▶ **EXERCISE DATA**
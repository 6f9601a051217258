//! The bridge control loop: announce the daemon at startup, then pump the
//! event subscription one event at a time, rendering and forwarding matches.

use futures_util::StreamExt;
use log::{error, info};
use regex::Regex;

use crate::config::Config;
use crate::error::Error;
use crate::event::Event;
use crate::notify::{Field, Message, Notify};
use crate::runtime::EventSource;
use crate::templates;

pub struct Bridge {
    filter: Regex,
    include_hostname: bool,
    hostname: Option<String>,
}

impl Bridge {
    pub fn new(config: &Config) -> anyhow::Result<Self> {
        let filter = Regex::new(&config.image_regexp)
            .map_err(|e| anyhow::anyhow!("Invalid image_regexp: {}", e))?;
        Ok(Self {
            filter,
            include_hostname: config.include_hostname,
            hostname: config.hostname.clone(),
        })
    }

    /// Announce the daemon, then consume the event subscription until it
    /// ends. Per-event failures are reported and skipped; a subscription
    /// failure is fatal.
    pub async fn run<S, N>(&self, source: &S, notifier: &N) -> Result<(), Error>
    where
        S: EventSource,
        N: Notify,
    {
        self.announce(source, notifier).await?;

        let mut stream = source.subscribe();
        info!("Listening for runtime events...");
        while let Some(item) = stream.next().await {
            match item {
                Ok(event) => {
                    if let Err(e) = self.handle_event(&event, notifier).await {
                        error!("Failed to handle {} event: {}", event.action, e);
                        notifier.send_error(&e.to_string()).await;
                    }
                }
                // A malformed event is a per-event fault, not a dropped
                // subscription.
                Err(e @ Error::Render(_)) => {
                    error!("Skipping event: {}", e);
                    notifier.send_error(&e.to_string()).await;
                }
                Err(e) => return Err(e),
            }
        }
        info!("Event subscription ended");
        Ok(())
    }

    /// Send the one-off startup status message: daemon version fields, plus
    /// node identity when configured.
    async fn announce<S, N>(&self, source: &S, notifier: &N) -> Result<(), Error>
    where
        S: EventSource,
        N: Notify,
    {
        let version = source.version().await?;
        info!("Connected to runtime, {} version fields", version.len());

        let text = if self.include_hostname {
            let node = source.node_info().await?;
            format!("Docker is running: {}", node.label())
        } else {
            "Docker is running".to_string()
        };

        let fields = version
            .into_iter()
            .map(|(title, value)| Field::short(title, value))
            .collect();
        notifier.send_status(&text, fields).await
    }

    async fn handle_event<N: Notify>(&self, event: &Event, notifier: &N) -> Result<(), Error> {
        if !self.filter.is_match(&event.from) {
            return Ok(());
        }
        let Some(attachment) = templates::render(event) else {
            return Ok(());
        };

        let mut username = format!(
            "{} {} {}",
            notifier.username(),
            event.kind.as_str(),
            event.name
        );
        if self.include_hostname {
            if let Some(host) = &self.hostname {
                username.push_str(&format!(" @ {}", host));
            }
        }

        notifier
            .send(&Message {
                username,
                icon_emoji: notifier.icon_emoji().to_string(),
                attachments: vec![attachment],
            })
            .await
    }
}

#[cfg(test)]
mod tests {
    use super::*;
    use crate::event::{EventKind, NodeInfo};
    use crate::notify::Attachment;
    use async_trait::async_trait;
    use futures_util::stream::BoxStream;
    use std::collections::{BTreeMap, HashMap};
    use std::sync::atomic::{AtomicUsize, Ordering};
    use std::sync::Mutex;

    struct FakeSource {
        version: BTreeMap<String, String>,
        node: NodeInfo,
        events: Mutex<Option<Vec<Result<Event, Error>>>>,
        info_calls: AtomicUsize,
    }

    impl FakeSource {
        fn new(events: Vec<Result<Event, Error>>) -> Self {
            let mut version = BTreeMap::new();
            version.insert("Version".to_string(), "27.0.1".to_string());
            version.insert("ApiVersion".to_string(), "1.46".to_string());
            version.insert("Os".to_string(), "linux".to_string());
            Self {
                version,
                node: NodeInfo {
                    name: "node-a".into(),
                    swarm_active: true,
                    manager: false,
                },
                events: Mutex::new(Some(events)),
                info_calls: AtomicUsize::new(0),
            }
        }
    }

    #[async_trait]
    impl EventSource for FakeSource {
        async fn version(&self) -> Result<BTreeMap<String, String>, Error> {
            Ok(self.version.clone())
        }

        async fn node_info(&self) -> Result<NodeInfo, Error> {
            self.info_calls.fetch_add(1, Ordering::SeqCst);
            Ok(self.node.clone())
        }

        fn subscribe(&self) -> BoxStream<'_, Result<Event, Error>> {
            let events = self.events.lock().unwrap().take().expect("subscribed twice");
            futures_util::stream::iter(events).boxed()
        }
    }

    /// Records delivered messages; fails delivery when the attachment fields
    /// mention a poisoned container name.
    struct Recorder {
        sent: Mutex<Vec<Message>>,
        fail_on: Option<&'static str>,
    }

    impl Recorder {
        fn new() -> Self {
            Self {
                sent: Mutex::new(Vec::new()),
                fail_on: None,
            }
        }

        fn failing_on(name: &'static str) -> Self {
            Self {
                sent: Mutex::new(Vec::new()),
                fail_on: Some(name),
            }
        }

        fn sent(&self) -> Vec<Message> {
            self.sent.lock().unwrap().clone()
        }
    }

    #[async_trait]
    impl Notify for Recorder {
        async fn send(&self, message: &Message) -> Result<(), Error> {
            if let Some(marker) = self.fail_on {
                if message.username.contains(marker) {
                    return Err(Error::Delivery("simulated webhook outage".into()));
                }
            }
            self.sent.lock().unwrap().push(message.clone());
            Ok(())
        }

        fn username(&self) -> &str {
            "docker"
        }

        fn icon_emoji(&self) -> &str {
            ":whale:"
        }
    }

    fn container_event(action: &str, name: &str, from: &str) -> Event {
        Event {
            kind: EventKind::Container,
            action: action.into(),
            from: from.into(),
            name: name.into(),
            attributes: HashMap::new(),
        }
    }

    fn bridge(image_regexp: &str, include_hostname: bool) -> Bridge {
        Bridge::new(&Config {
            webhook_url: "http://chat.example/hooks/x".into(),
            image_regexp: image_regexp.into(),
            include_hostname,
            hostname: Some("node-a".into()),
            ..Config::default()
        })
        .unwrap()
    }

    fn event_messages(sent: &[Message]) -> Vec<&Message> {
        // Everything after the startup status message.
        sent.iter().skip(1).collect()
    }

    #[tokio::test]
    async fn non_matching_image_sends_nothing() {
        let source = FakeSource::new(vec![Ok(container_event(
            "start",
            "web-1",
            "redis:latest",
        ))]);
        let notifier = Recorder::new();
        bridge("^nginx", false).run(&source, &notifier).await.unwrap();
        assert!(event_messages(&notifier.sent()).is_empty());
    }

    #[tokio::test]
    async fn unmapped_action_sends_nothing() {
        let source = FakeSource::new(vec![Ok(container_event(
            "exec_create",
            "web-1",
            "nginx:latest",
        ))]);
        let notifier = Recorder::new();
        bridge(".*", false).run(&source, &notifier).await.unwrap();
        assert!(event_messages(&notifier.sent()).is_empty());
    }

    #[tokio::test]
    async fn empty_template_result_sends_nothing() {
        let mut event = container_event("die", "web-1", "nginx:latest");
        event
            .attributes
            .insert("exitCode".to_string(), "0".to_string());
        let source = FakeSource::new(vec![Ok(event)]);
        let notifier = Recorder::new();
        bridge(".*", false).run(&source, &notifier).await.unwrap();
        assert!(event_messages(&notifier.sent()).is_empty());
    }

    #[tokio::test]
    async fn matching_start_event_is_forwarded() {
        let source = FakeSource::new(vec![Ok(container_event(
            "start",
            "web-1",
            "nginx:latest",
        ))]);
        let notifier = Recorder::new();
        bridge(".*", false).run(&source, &notifier).await.unwrap();

        let sent = notifier.sent();
        let messages = event_messages(&sent);
        assert_eq!(messages.len(), 1);
        assert!(messages[0].username.contains("web-1"));
        assert_eq!(
            messages[0].attachments[0].title.as_deref(),
            Some("Container started")
        );
    }

    #[tokio::test]
    async fn delivery_failure_does_not_stop_the_pump() {
        let source = FakeSource::new(vec![
            Ok(container_event("start", "flaky-1", "nginx:latest")),
            Ok(container_event("start", "web-2", "nginx:latest")),
        ]);
        let notifier = Recorder::failing_on("flaky-1");
        bridge(".*", false).run(&source, &notifier).await.unwrap();

        let sent = notifier.sent();
        assert!(sent.iter().any(|m| m.username.contains("web-2")));
        // The failed delivery was reported best-effort.
        assert!(sent
            .iter()
            .any(|m| m.attachments[0].title.as_deref() == Some("Error")));
    }

    #[tokio::test]
    async fn status_message_comes_first_with_all_version_fields() {
        let source = FakeSource::new(vec![Ok(container_event(
            "start",
            "web-1",
            "nginx:latest",
        ))]);
        let notifier = Recorder::new();
        bridge(".*", false).run(&source, &notifier).await.unwrap();

        let sent = notifier.sent();
        assert_eq!(sent.len(), 2);
        let status: &Attachment = &sent[0].attachments[0];
        assert_eq!(status.color.as_deref(), Some("good"));
        for key in ["Version", "ApiVersion", "Os"] {
            assert!(status.fields.iter().any(|f| f.title == key));
        }
    }

    #[tokio::test]
    async fn hostname_flag_unset_omits_node_info() {
        let source = FakeSource::new(vec![Ok(container_event(
            "start",
            "web-1",
            "nginx:latest",
        ))]);
        let notifier = Recorder::new();
        bridge(".*", false).run(&source, &notifier).await.unwrap();

        assert_eq!(source.info_calls.load(Ordering::SeqCst), 0);
        let sent = notifier.sent();
        assert_eq!(sent[0].attachments[0].text.as_deref(), Some("Docker is running"));
        assert!(!sent[1].username.contains('@'));
    }

    #[tokio::test]
    async fn hostname_flag_set_adds_node_info() {
        let source = FakeSource::new(vec![Ok(container_event(
            "start",
            "web-1",
            "nginx:latest",
        ))]);
        let notifier = Recorder::new();
        bridge(".*", true).run(&source, &notifier).await.unwrap();

        let sent = notifier.sent();
        assert_eq!(
            sent[0].attachments[0].text.as_deref(),
            Some("Docker is running: Node @ node-a (Swarm Worker)")
        );
        assert!(sent[1].username.ends_with("@ node-a"));
    }

    #[tokio::test]
    async fn malformed_event_is_reported_and_skipped() {
        let source = FakeSource::new(vec![
            Err(Error::Render("event has no Action".into())),
            Ok(container_event("start", "web-1", "nginx:latest")),
        ]);
        let notifier = Recorder::new();
        bridge(".*", false).run(&source, &notifier).await.unwrap();

        let sent = notifier.sent();
        assert!(sent
            .iter()
            .any(|m| m.attachments[0].title.as_deref() == Some("Error")));
        assert!(sent.iter().any(|m| m.username.contains("web-1")));
    }

    #[tokio::test]
    async fn subscription_failure_is_fatal() {
        let dropped = bollard::errors::Error::DockerResponseServerError {
            status_code: 500,
            message: "stream closed".into(),
        };
        let source = FakeSource::new(vec![
            Ok(container_event("start", "web-1", "nginx:latest")),
            Err(Error::Connection(dropped)),
            Ok(container_event("start", "web-2", "nginx:latest")),
        ]);
        let notifier = Recorder::new();
        let result = bridge(".*", false).run(&source, &notifier).await;

        assert!(matches!(result, Err(Error::Connection(_))));
        // Events before the failure were still delivered, later ones not.
        let sent = notifier.sent();
        assert!(sent.iter().any(|m| m.username.contains("web-1")));
        assert!(!sent.iter().any(|m| m.username.contains("web-2")));
    }

    #[test]
    fn invalid_filter_pattern_is_rejected_up_front() {
        assert!(Bridge::new(&Config {
            image_regexp: "(".into(),
            ..Config::default()
        })
        .is_err());
    }
}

▶ **EXERCISE PROMPT**
Every line above that includes the word "HashMap" must appear in the answer.

▶ **YOUR RESPONSE**
    use std::collections::{BTreeMap, HashMap};
            attributes: HashMap::new(),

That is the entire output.